Chapter Three
Fin
The days pass, as days are wont to do. I don’t think of Rory too often, though by accident rather than design. Saturday is by far the busiest day of Ivy’s opening week; it seems everyone in Auchkeld is in need of a cut, a colour, or a waxing somewhere. Or maybe they’re all just a bunch of awfully nosey bastards. Whatever the reason, business is off to a great start, meaning my mind doesn’t wander badly during the day, though all bets are off by the time I crawl back into bed.
I swore I’d never return; growing up here was enough. Yet, here I am, and in a strange kind of way, nothing has changed.

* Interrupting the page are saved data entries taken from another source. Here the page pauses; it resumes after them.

//! `rvfs`: an in-memory virtual filesystem emulating the Linux VFS
//! path/fd/inode surface — path resolution with symlink following, sparse
//! regular-file data, directories, symlinks, extended attributes, and a
//! binary snapshot codec, all behind one coarse lock.
//!
//! The crate has no CLI and never touches real disk I/O; [`Filesystem`] is
//! the entire public surface, generic over an injected lock ([`RawLock`])
//! and clock ([`Clock`]) so a host can supply its own primitives.

pub mod consts;
pub mod cwd;
pub mod descriptor;
pub mod dirent;
pub mod error;
pub mod flags;
pub mod fs;
pub mod inode;
pub mod lock;
mod ops;
pub mod path;
pub mod slab;
pub mod snapshot;
pub mod sparse;
pub mod stat;
pub mod time;
pub mod xattr;

use std::io::{Read, Write};

pub use descriptor::FileDescriptor;
pub use error::{to_raw, Errno, FsResult};
pub use flags::{AtFlags, FallocateFlags, OpenFlags, RenameFlags, StatxMask, XattrFlags};
pub use fs::{FsState, Filesystem, ROOT_ID};
pub use inode::{Inode, Payload};
pub use lock::{DefaultLock, RawLock};
pub use stat::{Stat, Statx};
pub use time::{Clock, SystemClock, Timestamp, UtimeSpec};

I’m still dependant on someone, having exchanged Mom for Ivy.
I’m back to avoiding the villagers and their pitchforks.
And I’m still sleeping on a tiny twin bed, while imagining him. Though, strictly speaking, I’m not imagining. I’m reminiscing.
I moved away for college, or university as they say here, and the week my finals were over, my mother told me she was selling the house. I was shocked, and apparently, now old enough to go it alone. I hadn’t begun looking for a job, not a real grown up one, instead making plans to go back-packing with Ivy for half the year. In between the end of classes and leaving, I’d headed home to clear the nine years of crap from my childhood bedroom, leaving Ivy in London to finish the last few weeks of her course. The Far East. Australia. New Zealand. Those were our plans and I couldn’t wait. It was what we’d always dreamed of, or at least I had, and I’d busted my ass studying while taking on all kinds of paid work to pay for the trip.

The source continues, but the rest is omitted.